Namespace is a resource isolation scheme introduced by Linux several years ago. You can make some settings at the kernel level to specify that some processes are fixed. And can be set in this set of cgroup settings to control resource access. Under the complete set of namespaces and cgroups, container has been derived. The Docker scheme commonly used in the community packages many details in the image operating system into a single scheme. Users see a relatively complete operating system and place the user in a virtual machine as a single user. This is a VM, equivalent to an ECS. This is the operating system level. It shields the entire CPU, memory, and devices, and seals them with a cgroup layer, corresponding to the Docker container.
The application placement strategy includes user exclusive virtual machines, VPC exclusive virtual machines, and APP mixed with the same resource access permissions on the same machine. Mixing two different users under the same VM, that is, ECS, poses risks for users. In order to shield against the risks posed by sharing the kernel, we only have one tenant for a single ECS implementation. There are also some problems with this approach, the most prominent being the low utilization of resources for low-frequency function calls.
(3) Rapid horizontal elastic expansion
How to achieve horizontal elastic expansion?
① Through application container deployment, you can customize some special languages, runtime containers, and generic LIB/SDKs, and maintain a consistent community ecosystem. This eliminates the need for additional downloads, makes it easier for users to use, and enables very fast startup.

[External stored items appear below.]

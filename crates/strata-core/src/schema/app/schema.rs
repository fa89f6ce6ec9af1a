use super::{EntityId, EntityType, MappingStrategy, Navigation, Property, PropertyId};

use crate::{Error, Result};
use indexmap::IndexMap;
use std::collections::HashMap;

/// The application-level model: every entity type, arranged in hierarchies.
///
/// Hierarchy traversal is structural recursion over parent links. The
/// constructor rejects forests that are not trees, so the traversal helpers
/// can assume every parent chain ends at a root.
#[derive(Debug, Default, Clone, PartialEq)]
pub struct Schema {
    pub entities: IndexMap<EntityId, EntityType>,
}

impl Schema {
    /// Validates the type hierarchies and creates the schema.
    pub fn new(entities: Vec<EntityType>) -> Result<Schema> {
        let mut map = IndexMap::new();

        for (index, entity) in entities.into_iter().enumerate() {
            if entity.id != EntityId(index) {
                crate::bail!(
                    "entity `{}` has id {:?}, expected {:?}",
                    entity.name,
                    entity.id,
                    EntityId(index)
                );
            }

            if map.values().any(|other: &EntityType| other.name == entity.name) {
                return Err(Error::configuration(format!(
                    "entity type `{}` is declared more than once",
                    entity.name
                )));
            }

            map.insert(entity.id, entity);
        }

        let schema = Schema { entities: map };
        schema.verify_tree()?;
        schema.verify_hierarchies()?;
        Ok(schema)
    }

    /// Get an entity type by ID
    pub fn entity(&self, id: impl Into<EntityId>) -> &EntityType {
        self.entities.get(&id.into()).expect("invalid entity ID")
    }

    pub fn entities(&self) -> impl Iterator<Item = &EntityType> {
        self.entities.values()
    }

    pub fn entity_by_name(&self, name: &str) -> Option<&EntityType> {
        let name = crate::schema::Name::new(name);
        self.entities().find(|entity| entity.name == name)
    }

    /// Get a property by ID
    pub fn property(&self, id: PropertyId) -> &Property {
        self.entity(id.entity)
            .properties
            .get(id.index)
            .expect("invalid property ID")
    }

    /// Finds a property declared on `id` or inherited from an ancestor.
    pub fn find_property(&self, id: impl Into<EntityId>, name: &str) -> Option<&Property> {
        self.all_properties(id)
            .into_iter()
            .find(|property| property.name == name)
    }

    /// Finds a navigation declared on `id` or inherited from an ancestor,
    /// returning it with the entity that declares it.
    pub fn find_navigation(
        &self,
        id: impl Into<EntityId>,
        name: &str,
    ) -> Option<(EntityId, &Navigation)> {
        let id = id.into();
        self.ancestors(id)
            .into_iter()
            .chain([id])
            .find_map(|entity| {
                self.entity(entity)
                    .navigation(name)
                    .map(|navigation| (entity, navigation))
            })
    }

    pub fn root_of(&self, id: impl Into<EntityId>) -> EntityId {
        let mut id = id.into();
        while let Some(parent) = self.entity(id).parent {
            id = parent;
        }
        id
    }

    /// Strict ancestors of `id`, root first.
    pub fn ancestors(&self, id: impl Into<EntityId>) -> Vec<EntityId> {
        let mut ret = vec![];
        let mut current = self.entity(id).parent;
        while let Some(id) = current {
            ret.push(id);
            current = self.entity(id).parent;
        }
        ret.reverse();
        ret
    }

    /// Direct children of `id`, in declaration order.
    pub fn children(&self, id: impl Into<EntityId>) -> impl Iterator<Item = &EntityType> + '_ {
        let id = id.into();
        self.entities()
            .filter(move |entity| entity.parent == Some(id))
    }

    /// Strict descendants of `id`, in pre-order.
    pub fn descendants(&self, id: impl Into<EntityId>) -> Vec<EntityId> {
        let mut ret = vec![];
        self.collect_descendants(id.into(), &mut ret);
        ret
    }

    fn collect_descendants(&self, id: EntityId, dst: &mut Vec<EntityId>) {
        for child in self.children(id) {
            dst.push(child.id);
            self.collect_descendants(child.id, dst);
        }
    }

    /// `id` followed by its strict descendants, in pre-order.
    pub fn self_and_descendants(&self, id: impl Into<EntityId>) -> Vec<EntityId> {
        let id = id.into();
        let mut ret = vec![id];
        self.collect_descendants(id, &mut ret);
        ret
    }

    /// Concrete, table-mapped types reachable from `id` (itself included), in
    /// pre-order. Keyless types are excluded; they bypass strategy
    /// resolution.
    pub fn concrete_types(&self, id: impl Into<EntityId>) -> Vec<EntityId> {
        self.self_and_descendants(id)
            .into_iter()
            .filter(|id| {
                let entity = self.entity(*id);
                !entity.is_abstract && !entity.is_keyless()
            })
            .collect()
    }

    /// Properties of `id` including inherited ones, ancestors first.
    pub fn all_properties(&self, id: impl Into<EntityId>) -> Vec<&Property> {
        let id = id.into();
        self.ancestors(id)
            .into_iter()
            .chain([id])
            .flat_map(|entity| self.entity(entity).properties.iter())
            .collect()
    }

    /// Primary key properties, declared on the hierarchy root.
    pub fn primary_key(&self, id: impl Into<EntityId>) -> Vec<PropertyId> {
        self.entity(self.root_of(id)).primary_key().collect()
    }

    pub fn strategy_of(&self, id: impl Into<EntityId>) -> MappingStrategy {
        self.entity(self.root_of(id))
            .strategy
            .unwrap_or_default()
    }

    /// Hierarchy roots, in declaration order.
    pub fn roots(&self) -> impl Iterator<Item = &EntityType> {
        self.entities().filter(|entity| entity.is_root())
    }

    fn verify_tree(&self) -> Result<()> {
        for entity in self.entities() {
            let mut steps = 0;
            let mut current = entity.parent;

            while let Some(parent) = current {
                let Some(parent) = self.entities.get(&parent) else {
                    return Err(Error::configuration(format!(
                        "entity type `{}` has an unknown parent type",
                        entity.name
                    )));
                };

                steps += 1;
                if steps > self.entities.len() {
                    return Err(Error::configuration(format!(
                        "the inheritance chain of `{}` contains a cycle",
                        entity.name
                    )));
                }

                current = parent.parent;
            }
        }

        Ok(())
    }

    fn verify_hierarchies(&self) -> Result<()> {
        for root in self.roots() {
            let strategy = root.strategy.unwrap_or_default();
            let mut names = HashMap::<&str, &EntityType>::new();

            if !root.is_keyless() && root.primary_key().next().is_none() {
                return Err(Error::configuration(format!(
                    "entity type `{}` does not declare a primary key",
                    root.name
                )));
            }

            for id in self.self_and_descendants(root.id) {
                let entity = self.entity(id);

                if !entity.is_root() {
                    if entity.primary_key().next().is_some() {
                        return Err(Error::configuration(format!(
                            "entity type `{}` declares a primary key but derives from `{}`; \
                             keys are declared on the hierarchy root",
                            entity.name, root.name
                        )));
                    }

                    if let Some(declared) = entity.strategy {
                        if declared != strategy {
                            return Err(Error::configuration(format!(
                                "entity type `{}` is mapped with {declared} but its hierarchy \
                                 root `{}` is mapped with {strategy}; the mapping strategy is \
                                 set on the hierarchy root",
                                entity.name, root.name
                            )));
                        }
                    }

                    if entity.discriminator.is_some() {
                        return Err(Error::configuration(format!(
                            "entity type `{}` configures a discriminator; discriminators are \
                             configured on the hierarchy root `{}`",
                            entity.name, root.name
                        )));
                    }
                }

                if entity.is_keyless() {
                    if entity.is_abstract {
                        return Err(Error::configuration(format!(
                            "keyless entity type `{}` cannot be abstract",
                            entity.name
                        )));
                    }

                    if self.children(id).next().is_some() {
                        return Err(Error::configuration(format!(
                            "keyless entity type `{}` cannot have derived types",
                            entity.name
                        )));
                    }
                }

                for property in &entity.properties {
                    if let Some(other) = names.insert(&property.name, entity) {
                        return Err(Error::configuration(format!(
                            "property `{}` is declared on both `{}` and `{}` in the `{}` hierarchy",
                            property.name, other.name, entity.name, root.name
                        )));
                    }
                }
            }
        }

        Ok(())
    }
}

② By setting a public container image, writing a container image to an ECS image, starting a machine with an ECS image, and quickly replenishing the machine pool, the machine resource pool can be controlled, allowing for both performance and cost.
③ In a pooled machine, the creation of pooled containers, delayed mounting of code directories, early startup of runtime, and early health check can make the time required to start when a user request arrives shorter.
④ Control application size by limiting user application size, encouraging split business logic, and built-in SDK/Lib.
⑤ P2P image download acceleration is achieved through P2P image distribution, avoiding impact on download services, on-demand loading, reducing download latency, and improving startup speed.
How to improve resource utilization
In the actual research and development process, it was found that scheduling per unit of time slice under the same QPS has a significant impact on the amount of resources, and we can improve resource utilization through scheduling. For example, in the figure below, we can see that the overall TPS in the macro state is very stable. However, in fact, when we zoom in to the millisecond level, we will find that it is actually very uneven! So what impact will this non-uniformity have on us?
Let's assume that the maximum concurrency set for each container is 1, that is, one container can only process one task at any time. The following figure shows the impact on the number of containers when multiple requests for a, b, c, d, e, and f are scheduled at different time points.
We can see that in scenario 1, when each request is evenly entered, only one container is needed at any time, which is what we would ideally like to achieve;
In Scenario 2, if there is a scheduling delay, it may cause the previous requests and subsequent requests to mix at a certain point in time, resulting in a doubling of the number of containers. In the middle of the gap, these containers are not fully utilized, resulting in a waste of resources;
In Scenario 3, if the container takes a long time to start or the call takes longer, the original request b and request a will overlap in occurrence time, resulting in the need to create a new container. If the new container requires a long cold start, it will also overlap in occurrence time with request c. If the scheduling system is not implemented well enough, it may have an avalanche effect, leading to a surge in resource usage, while the actual utilization rate is extremely low.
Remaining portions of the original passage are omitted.